_About this task_:
Go over these records and count the lines with the string "most" in them; the count is all that should be returned.

(Stored items)

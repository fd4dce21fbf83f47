//! Access Token Codec
//!
//! Issues and validates compact HMAC-signed bearer tokens in the JWT wire
//! format: three dot-separated base64url segments (header, claims,
//! signature), signed with HMAC-SHA256.
//!
//! The codec is stateless; a token's validity is purely a function of its
//! signature and a wall-clock comparison against the `exp` claim. The
//! server keeps no session table.

use base64::Engine;
use base64::engine::general_purpose::URL_SAFE_NO_PAD;
use chrono::Utc;
use hmac::{Hmac, Mac};
use serde::Serialize;
use sha2::Sha256;
use std::time::Duration;
use thiserror::Error;

type HmacSha256 = Hmac<Sha256>;

/// The only accepted signing algorithm. Tokens asserting anything else
/// (including "none") are rejected before the signature is checked.
const EXPECTED_ALG: &str = "HS256";

/// Token validation errors, ordered by the validation ladder.
///
/// Callers depend on the distinction: `Expired` means "retry the refresh
/// flow", everything else means "force re-login". Validation always
/// reports the most specific cause.
#[derive(Debug, Clone, Copy, PartialEq, Eq, Error)]
pub enum TokenError {
    /// Token does not have the three-segment structure, or a segment is
    /// not valid base64url / JSON
    #[error("malformed token")]
    Malformed,

    /// Header asserts a signing algorithm other than HS256
    #[error("invalid signing method")]
    InvalidSignMethod,

    /// Signature does not verify against the secret
    #[error("invalid signature")]
    InvalidSignature,

    /// A required claim is absent or has the wrong type
    #[error("failed to extract claims from token")]
    MissingClaims,

    /// The `exp` claim is not a number
    #[error("incorrect expiration claim value")]
    IncorrectExpiration,

    /// The `exp` claim is in the past
    #[error("token expired")]
    Expired,
}

/// Validated claims extracted from a token.
#[derive(Debug, Clone, PartialEq, Eq)]
pub struct TokenClaims {
    pub email: String,
    pub device_address: String,
    /// Issued-at, seconds since epoch
    pub issued_at: i64,
    /// Expiry, seconds since epoch
    pub expires_at: i64,
}

#[derive(Serialize)]
struct Header<'a> {
    alg: &'a str,
    typ: &'a str,
}

#[derive(Serialize)]
struct Claims<'a> {
    email: &'a str,
    #[serde(rename = "deviceAddress")]
    device_address: &'a str,
    iat: i64,
    exp: i64,
}

/// Signs and verifies access tokens with a symmetric secret.
///
/// The secret is supplied by construction; there is no ambient or static
/// key access anywhere in the codec.
#[derive(Clone)]
pub struct AccessTokenCodec {
    secret: Vec<u8>,
}

impl AccessTokenCodec {
    pub fn new(secret: impl Into<Vec<u8>>) -> Self {
        Self {
            secret: secret.into(),
        }
    }

    /// Issue a token for `(email, device_address)` valid for `ttl`.
    ///
    /// Claims are `{email, deviceAddress, iat, exp}` with whole-second
    /// timestamps. The claims encoding is deterministic (fixed field
    /// order), so two tokens differ only when their claims differ.
    pub fn issue(&self, email: &str, device_address: &str, ttl: Duration) -> String {
        let now = Utc::now().timestamp();
        let claims = Claims {
            email,
            device_address,
            iat: now,
            exp: now + ttl.as_secs() as i64,
        };

        let header = Header {
            alg: EXPECTED_ALG,
            typ: "JWT",
        };

        // Serializing a struct with known fields cannot fail
        let header_json = serde_json::to_vec(&header).expect("header serialization");
        let claims_json = serde_json::to_vec(&claims).expect("claims serialization");

        let signing_input = format!(
            "{}.{}",
            URL_SAFE_NO_PAD.encode(&header_json),
            URL_SAFE_NO_PAD.encode(&claims_json)
        );

        let signature = self.sign(signing_input.as_bytes());

        format!("{}.{}", signing_input, URL_SAFE_NO_PAD.encode(signature))
    }

    /// Validate a token and extract its claims.
    ///
    /// Checks run in a fixed order so the most specific failure wins:
    /// 1. structural parse (three segments, base64url, JSON)
    /// 2. signing algorithm must be HS256
    /// 3. signature verification (constant time)
    /// 4. required claims present and correctly typed
    /// 5. `exp` strictly greater than now
    pub fn validate(&self, token: &str) -> Result<TokenClaims, TokenError> {
        let mut segments = token.split('.');
        let (Some(header_b64), Some(claims_b64), Some(signature_b64), None) = (
            segments.next(),
            segments.next(),
            segments.next(),
            segments.next(),
        ) else {
            return Err(TokenError::Malformed);
        };

        let header_json = URL_SAFE_NO_PAD
            .decode(header_b64)
            .map_err(|_| TokenError::Malformed)?;
        let claims_json = URL_SAFE_NO_PAD
            .decode(claims_b64)
            .map_err(|_| TokenError::Malformed)?;
        let signature = URL_SAFE_NO_PAD
            .decode(signature_b64)
            .map_err(|_| TokenError::Malformed)?;

        let header: serde_json::Value =
            serde_json::from_slice(&header_json).map_err(|_| TokenError::Malformed)?;
        let claims: serde_json::Value =
            serde_json::from_slice(&claims_json).map_err(|_| TokenError::Malformed)?;

        if header.get("alg").and_then(|v| v.as_str()) != Some(EXPECTED_ALG) {
            return Err(TokenError::InvalidSignMethod);
        }

        let signing_input = &token[..header_b64.len() + 1 + claims_b64.len()];
        let mut mac = HmacSha256::new_from_slice(&self.secret)
            .expect("HMAC can take key of any size");
        mac.update(signing_input.as_bytes());
        mac.verify_slice(&signature)
            .map_err(|_| TokenError::InvalidSignature)?;

        let email = claims
            .get("email")
            .and_then(|v| v.as_str())
            .ok_or(TokenError::MissingClaims)?;
        let device_address = claims
            .get("deviceAddress")
            .and_then(|v| v.as_str())
            .ok_or(TokenError::MissingClaims)?;
        let issued_at = claims
            .get("iat")
            .and_then(|v| v.as_i64())
            .ok_or(TokenError::MissingClaims)?;
        let expires_at = claims
            .get("exp")
            .ok_or(TokenError::MissingClaims)?
            .as_i64()
            .ok_or(TokenError::IncorrectExpiration)?;

        if expires_at <= Utc::now().timestamp() {
            return Err(TokenError::Expired);
        }

        Ok(TokenClaims {
            email: email.to_string(),
            device_address: device_address.to_string(),
            issued_at,
            expires_at,
        })
    }

    fn sign(&self, data: &[u8]) -> Vec<u8> {
        let mut mac = HmacSha256::new_from_slice(&self.secret)
            .expect("HMAC can take key of any size");
        mac.update(data);
        mac.finalize().into_bytes().to_vec()
    }
}

impl std::fmt::Debug for AccessTokenCodec {
    fn fmt(&self, f: &mut std::fmt::Formatter<'_>) -> std::fmt::Result {
        f.debug_struct("AccessTokenCodec")
            .field("secret", &"[REDACTED]")
            .finish()
    }
}

#[cfg(test)]
mod tests {
    use super::*;

    const SECRET: &[u8] = b"test-secret-key";
    const TTL: Duration = Duration::from_secs(3600);

    fn codec() -> AccessTokenCodec {
        AccessTokenCodec::new(SECRET)
    }

    /// Sign an arbitrary header/claims pair with the test secret.
    fn forge(header: &str, claims: &str) -> String {
        let signing_input = format!(
            "{}.{}",
            URL_SAFE_NO_PAD.encode(header),
            URL_SAFE_NO_PAD.encode(claims)
        );
        let signature = codec().sign(signing_input.as_bytes());
        format!("{}.{}", signing_input, URL_SAFE_NO_PAD.encode(signature))
    }

    #[test]
    fn test_issue_and_validate_roundtrip() {
        let token = codec().issue("a@x.com", "dev-1", TTL);
        assert_eq!(token.split('.').count(), 3);

        let claims = codec().validate(&token).unwrap();
        assert_eq!(claims.email, "a@x.com");
        assert_eq!(claims.device_address, "dev-1");
        assert_eq!(claims.expires_at, claims.issued_at + 3600);
    }

    #[test]
    fn test_wrong_secret_fails_even_if_unexpired() {
        let token = codec().issue("a@x.com", "dev-1", TTL);
        let other = AccessTokenCodec::new(b"different-secret".to_vec());
        assert_eq!(other.validate(&token), Err(TokenError::InvalidSignature));
    }

    #[test]
    fn test_tampered_claims_fail_signature() {
        let token = codec().issue("a@x.com", "dev-1", TTL);
        let mut parts: Vec<&str> = token.split('.').collect();
        let forged_claims = URL_SAFE_NO_PAD.encode(
            r#"{"email":"b@x.com","deviceAddress":"dev-1","iat":0,"exp":9999999999}"#,
        );
        parts[1] = &forged_claims;
        let tampered = parts.join(".");
        assert_eq!(
            codec().validate(&tampered),
            Err(TokenError::InvalidSignature)
        );
    }

    #[test]
    fn test_structural_failures_are_malformed() {
        assert_eq!(codec().validate(""), Err(TokenError::Malformed));
        assert_eq!(codec().validate("just-one-part"), Err(TokenError::Malformed));
        assert_eq!(codec().validate("a.b"), Err(TokenError::Malformed));
        assert_eq!(codec().validate("a.b.c.d"), Err(TokenError::Malformed));
        // Not base64url
        assert_eq!(codec().validate("!!.??.##"), Err(TokenError::Malformed));
        // Valid base64 but not JSON
        let garbage = URL_SAFE_NO_PAD.encode("not json");
        let token = format!("{g}.{g}.{g}", g = garbage);
        assert_eq!(codec().validate(&token), Err(TokenError::Malformed));
    }

    #[test]
    fn test_none_algorithm_rejected() {
        let token = forge(
            r#"{"alg":"none","typ":"JWT"}"#,
            r#"{"email":"a@x.com","deviceAddress":"dev-1","iat":0,"exp":9999999999}"#,
        );
        assert_eq!(codec().validate(&token), Err(TokenError::InvalidSignMethod));
    }

    #[test]
    fn test_foreign_algorithm_rejected_before_signature() {
        // Correctly signed, but the header claims RS256
        let token = forge(
            r#"{"alg":"RS256","typ":"JWT"}"#,
            r#"{"email":"a@x.com","deviceAddress":"dev-1","iat":0,"exp":9999999999}"#,
        );
        assert_eq!(codec().validate(&token), Err(TokenError::InvalidSignMethod));
    }

    #[test]
    fn test_missing_claims() {
        let token = forge(
            r#"{"alg":"HS256","typ":"JWT"}"#,
            r#"{"email":"a@x.com","iat":0,"exp":9999999999}"#,
        );
        assert_eq!(codec().validate(&token), Err(TokenError::MissingClaims));

        // Wrong type counts as missing
        let token = forge(
            r#"{"alg":"HS256","typ":"JWT"}"#,
            r#"{"email":42,"deviceAddress":"dev-1","iat":0,"exp":9999999999}"#,
        );
        assert_eq!(codec().validate(&token), Err(TokenError::MissingClaims));
    }

    #[test]
    fn test_incorrect_expiration_claim() {
        let token = forge(
            r#"{"alg":"HS256","typ":"JWT"}"#,
            r#"{"email":"a@x.com","deviceAddress":"dev-1","iat":0,"exp":"tomorrow"}"#,
        );
        assert_eq!(
            codec().validate(&token),
            Err(TokenError::IncorrectExpiration)
        );
    }

    #[test]
    fn test_expired_with_correct_signature() {
        let token = forge(
            r#"{"alg":"HS256","typ":"JWT"}"#,
            r#"{"email":"a@x.com","deviceAddress":"dev-1","iat":0,"exp":1}"#,
        );
        assert_eq!(codec().validate(&token), Err(TokenError::Expired));
    }

    #[test]
    fn test_expired_wins_over_nothing_else() {
        // exp exactly now is already expired (strict comparison)
        let now = Utc::now().timestamp();
        let claims = format!(
            r#"{{"email":"a@x.com","deviceAddress":"dev-1","iat":{now},"exp":{now}}}"#
        );
        let token = forge(r#"{"alg":"HS256","typ":"JWT"}"#, &claims);
        assert_eq!(codec().validate(&token), Err(TokenError::Expired));
    }
}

_Result of this task_:
2